Why did Tampa do its reversible express lanes (REL) alone with state and county funds? Because this enabled them to finish the project in under 7 years from concept to open-for-traffic. It would have taken over 11 years if the Tampa-Hillsborough County Expressway Authority that developed the REL had decided to seek federal funding. The federal oversight and bureaucracy adds several years to project delivery, for both road and transit projects.

In July 2008, US DOT secretary Peters released 15 billion dollars in guarantees for private financiers to develop public-private partnerships (PPP) for the explicit purpose of building HOT lanes to decongest the main cities of the nation. The first project to successfully apply and receive funding from this extra source was the Capital Beltway in Washington DC, where the Virginia DOT is building 14 miles of HOT lanes, 2 lanes per direction.

Tuesday, August 26, 2008

A Good Way to Spend Five Billion in Honolulu

Someone asked me this: If you save Oahu the five plus billion dollars that rail would cost in local taxes, how would you spend it? Here is my response.

Five Billion Dollars is a mighty sum and lots of good things can be done with it. Recall that five billion is 5,000 million. Also recall that Charlotte, North Carolina built its light rail with 450 million dollars. Less than $100 million of the rail system's cost burdened the city’s taxpayers; the rest was contibuted from state and federal resources.

Honolulu plans to do the same for a cost of over 6,400 million dollars for 30 miles of rail, with five billion dollars of tax burden for Oahu’s 400,000 taxpayers. The city recently announced at a City Council session that there will be budget shortfalls for both construction and maintenance. They said that budget shortfalls will be covered by increased property taxes.

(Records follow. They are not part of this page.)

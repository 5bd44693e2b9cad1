use serde::{Deserialize, Serialize};

/// Interaction state of a single tile.
#[derive(Copy, Clone, Debug, Default, PartialEq, Eq, Serialize, Deserialize)]
pub enum TileState {
    #[default]
    Hidden,
    Revealed,
    Flagged,
    /// Transient highlight while a chord is held down, otherwise behaves as `Hidden`.
    Peeking,
    /// The mine the player stepped on.
    MineTriggered,
}

impl TileState {
    /// Whether a reveal or flood-reveal may still open this tile.
    pub const fn is_concealed(self) -> bool {
        matches!(self, Self::Hidden | Self::Peeking)
    }
}

/// One cell of the board.
///
/// `is_mine` and `mine_count` are fixed when mines are placed, only `state` changes afterwards.
#[derive(Copy, Clone, Debug, Default, PartialEq, Eq, Serialize, Deserialize)]
pub struct Tile {
    pub(crate) mine_count: u8,
    pub(crate) is_mine: bool,
    pub(crate) state: TileState,
}

impl Tile {
    /// Number of mined neighbors, meaningless on a mine.
    pub const fn mine_count(self) -> u8 {
        self.mine_count
    }

    pub const fn is_mine(self) -> bool {
        self.is_mine
    }

    pub const fn state(self) -> TileState {
        self.state
    }

    /// How this tile should be drawn.
    pub const fn symbol(self) -> Symbol {
        use TileState::*;

        match self.state {
            Hidden => Symbol::Hidden,
            Flagged => Symbol::Flag,
            Peeking => Symbol::Empty,
            MineTriggered if self.is_mine => Symbol::MineTriggered,
            _ if self.is_mine => Symbol::Mine,
            _ => Symbol::from_count(self.mine_count),
        }
    }
}

/// Render-facing appearance of a tile.
///
/// The discriminants are the tile indices in the atlas, in this order.
#[derive(Copy, Clone, Debug, PartialEq, Eq, Hash, PartialOrd, Ord, Serialize, Deserialize)]
#[repr(u8)]
pub enum Symbol {
    Empty = 0,
    One,
    Two,
    Three,
    Four,
    Five,
    Six,
    Seven,
    Eight,
    Hidden,
    Flag,
    Mine,
    MineTriggered,
}

impl Symbol {
    pub const COUNT: usize = 13;

    pub const ALL: [Symbol; Self::COUNT] = [
        Symbol::Empty,
        Symbol::One,
        Symbol::Two,
        Symbol::Three,
        Symbol::Four,
        Symbol::Five,
        Symbol::Six,
        Symbol::Seven,
        Symbol::Eight,
        Symbol::Hidden,
        Symbol::Flag,
        Symbol::Mine,
        Symbol::MineTriggered,
    ];

    /// Numeric symbol for a revealed safe tile, saturating at `Eight`.
    pub const fn from_count(count: u8) -> Self {
        use Symbol::*;

        match count {
            0 => Empty,
            1 => One,
            2 => Two,
            3 => Three,
            4 => Four,
            5 => Five,
            6 => Six,
            7 => Seven,
            _ => Eight,
        }
    }

    pub const fn atlas_index(self) -> u8 {
        self as u8
    }

    pub const fn from_atlas_index(index: u8) -> Option<Self> {
        if (index as usize) < Self::COUNT {
            Some(Self::ALL[index as usize])
        } else {
            None
        }
    }
}
use thiserror::Error;

#[derive(Error, Debug, Copy, Clone, PartialEq, Eq)]
pub enum GameError {
    #[error("Board must be at least one tile wide and one tile tall")]
    InvalidSize,
    #[error("Tile index out of range")]
    InvalidIndex,
    #[error("A board needs at least one mine")]
    NoMines,
    #[error("Too many mines, at least one tile must stay safe")]
    TooManyMines,
    #[error("Mines were already placed on this board")]
    AlreadyGenerated,
}

pub type Result<T> = core::result::Result<T, GameError>;
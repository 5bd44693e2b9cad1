use serde::Deserialize;
use std::fs;
use std::path::{Path, PathBuf};
use tripwire_core::{CellCount, Coord, GameConfig};

use crate::error::InitError;

/// Optional TOML settings file, anything left out falls back to the command line or defaults.
#[derive(Clone, Debug, Default, PartialEq, Deserialize)]
#[serde(default, deny_unknown_fields)]
pub struct Settings {
    pub width: Option<Coord>,
    pub height: Option<Coord>,
    pub mines: Option<CellCount>,
    pub seed: Option<u64>,
    pub tileset: Option<PathBuf>,
}

impl Settings {
    pub fn load(path: &Path) -> Result<Self, InitError> {
        let text = fs::read_to_string(path).map_err(|source| InitError::Read {
            path: path.to_owned(),
            source,
        })?;
        let settings = Self::parse(&text).map_err(|source| InitError::Settings {
            path: path.to_owned(),
            source,
        })?;
        log::debug!("Loaded settings from {}", path.display());
        Ok(settings)
    }

    pub fn parse(text: &str) -> Result<Self, toml::de::Error> {
        toml::from_str(text)
    }

    /// Board configuration where the given values win over the file.
    pub fn game_config(
        &self,
        width: Option<Coord>,
        height: Option<Coord>,
        mines: Option<CellCount>,
    ) -> tripwire_core::Result<GameConfig> {
        let default = GameConfig::default();
        GameConfig::new(
            width.or(self.width).unwrap_or(default.width),
            height.or(self.height).unwrap_or(default.height),
            mines.or(self.mines).unwrap_or(default.mines),
        )
    }
}

#[cfg(test)]
mod tests {
    use super::*;
    use tripwire_core::GameError;

    #[test]
    fn parses_partial_settings() {
        let settings = Settings::parse("width = 16\nmines = 40\ntileset = \"glyphs.txt\"\n").unwrap();

        assert_eq!(settings.width, Some(16));
        assert_eq!(settings.height, None);
        assert_eq!(settings.mines, Some(40));
        assert_eq!(settings.tileset, Some(PathBuf::from("glyphs.txt")));
    }

    #[test]
    fn rejects_unknown_keys() {
        assert!(Settings::parse("difficulty = \"expert\"").is_err());
    }

    #[test]
    fn empty_file_means_defaults() {
        let settings = Settings::parse("").unwrap();

        assert_eq!(settings, Settings::default());
        assert_eq!(
            settings.game_config(None, None, None),
            Ok(GameConfig::default())
        );
    }

    #[test]
    fn command_line_wins_over_file() {
        let settings = Settings::parse("width = 16\nheight = 16\nmines = 40").unwrap();

        let config = settings.game_config(Some(30), None, Some(99)).unwrap();

        assert_eq!((config.width, config.height, config.mines), (30, 16, 99));
    }

    #[test]
    fn invalid_board_is_reported() {
        let settings = Settings::parse("width = 2\nheight = 2\nmines = 4").unwrap();

        assert_eq!(
            settings.game_config(None, None, None),
            Err(GameError::TooManyMines)
        );
    }

    #[test]
    fn missing_file_is_an_init_error() {
        let path = std::env::temp_dir().join("tripwire-settings-that-does-not-exist.toml");

        let err = Settings::load(&path).unwrap_err();

        assert!(matches!(err, InitError::Read { .. }));
    }

    #[test]
    fn broken_file_is_an_init_error() {
        let path = std::env::temp_dir().join("tripwire-broken-settings.toml");
        fs::write(&path, "width = \"wide\"").unwrap();

        let err = Settings::load(&path).unwrap_err();
        fs::remove_file(&path).unwrap();

        assert!(matches!(err, InitError::Settings { .. }));
    }
}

I estimate that property taxes need to increase by at least 40% to cover construction and operation shortfalls as soon as the GET 4.5% sunsets to 4.0% in 2022.

I do not plan to increase any taxes in four years. My budget plan for investing five billion dollars of local taxes on local infrastructure is as follows:



  1. Assuming that the already expended $0.5 billion has been spent on good and necessary work, then $1.0 billion to bring our sewers to a B+ state.
  2. About $1 billion for two trash factories that will allow us to close Waimanalo Gulch landfill and generate valuable recyclables with only 2% if trash being actual waste. We can actually afford to ship this little residual waste to mainland landfills. This billion also includes monies to convert the WG landfill into a methane and photovoltaic energy producing unit.
  3. About $1.5 billion to bring city pavements to a C+ condition. Right now we are at a solid F, since Honolulu ranks 3rd bottom out of 67 cities with a population of 500,000 or more in road quality.
  4. About $0.5 billion for traffic operations quick (but effective) fixes such as traffic light synchrolization, underpasses, spot lane additions and other localized bottleneck fixes.
  5. About $0.5 billion on general community welfare including fixes to parks, beaches, athletic complexes, libraries, pools, and playgrounds.
  6. And $0.5 billion matched by a federal and private partnership to form a $1.0 billion financing block to build 10-12 miles of reversible high occupancy express lanes from the H-1 and H-2 freeway merge to Airport, Kalihi and Iwilei which will solve the supermajority of the congestion issues on the Leeward corridor.